82 points | by zagwdt 4 hours ago

6 comments

  • thepasch 2 hours ago
    If I’m reading this right, this is pretty wild. They turned a Qwen autoregressor into a diffuser by using a bunch of really clever techniques, and they vastly outperform any “native diffuser,” actually being competitive with the base model they were trained from. The obvious upside here is the massive speedup in generation.

    And then through a LoRA adapter, you can ground the diffuser on the base model’s distribution (essentially have it “compare” its proposals against what the base model would’ve generated), which effectively means: exact same byte-for-byte output for the same seed, just roughly twice as fast (which should improve even more for batched tasks).

    I’m not an expert, more of a “practicing enthusiast,” so I might be missing something, but at first glance, this reads super exciting to me.

    • awestroke 1 hour ago
      I don't understand how you can compare against the base model output without generating with the base model, in which case what's the point?
      • qeternity 25 minutes ago
        I haven't read TFA yet but a common technique is speculative decoding where a fast draft model will generate X tokens, which are then verified by the larger target model. The target model may accept some Y < X tokens but the speedup comes from the fact that this can be done in parallel as a prefill operation due to the nature of transformers.

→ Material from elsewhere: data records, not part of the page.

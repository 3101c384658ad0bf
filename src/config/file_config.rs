//! Optional TOML configuration file.

use crate::object_store::S3Settings;
use anyhow::{Context, Result};
use serde::Deserialize;
use std::path::Path;

/// Values readable from a TOML config file. Every field is optional; present
/// values override the matching CLI arguments.
#[derive(Debug, Clone, Default, Deserialize)]
pub struct FileConfig {
    pub db_dir: Option<String>,
    /// Root directory for the filesystem object store. Ignored when [s3] is
    /// configured.
    pub object_root: Option<String>,
    pub port: Option<u16>,
    pub logging_level: Option<String>,
    pub api_token: Option<String>,
    pub frontend_dir_path: Option<String>,
    /// Human readable, e.g. "2 GiB".
    pub max_upload_size: Option<String>,
    /// Cap over total stored bytes, e.g. "50 GiB". Absent disables the quota.
    pub quota_max_total: Option<String>,
    pub sweep_interval_secs: Option<u64>,
    pub temp_max_age_secs: Option<u64>,
    /// S3-compatible endpoint settings; presence selects the S3 backend.
    pub s3: Option<S3Settings>,
}

impl FileConfig {
    pub fn load(path: impl AsRef<Path>) -> Result<Self> {
        let content = std::fs::read_to_string(path.as_ref())
            .with_context(|| format!("Error reading config file {:?}", path.as_ref()))?;
        toml::from_str(&content)
            .with_context(|| format!("Error parsing config file {:?}", path.as_ref()))
    }
}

        So let's say a draft model generates 5 tokens, all 5 of these can be verified in parallel with a single forward pass of the target model. The target model may only accept the first 4 tokens (or whatever) but as long as the 5 forward passes of the draft model + 1 prefill of the target model is faster than 4 forward passes of the target, you will have a speedup while maintaining the exact output distribution as the target.

      • anentropic 21 minutes ago
        presumably that happens at training time?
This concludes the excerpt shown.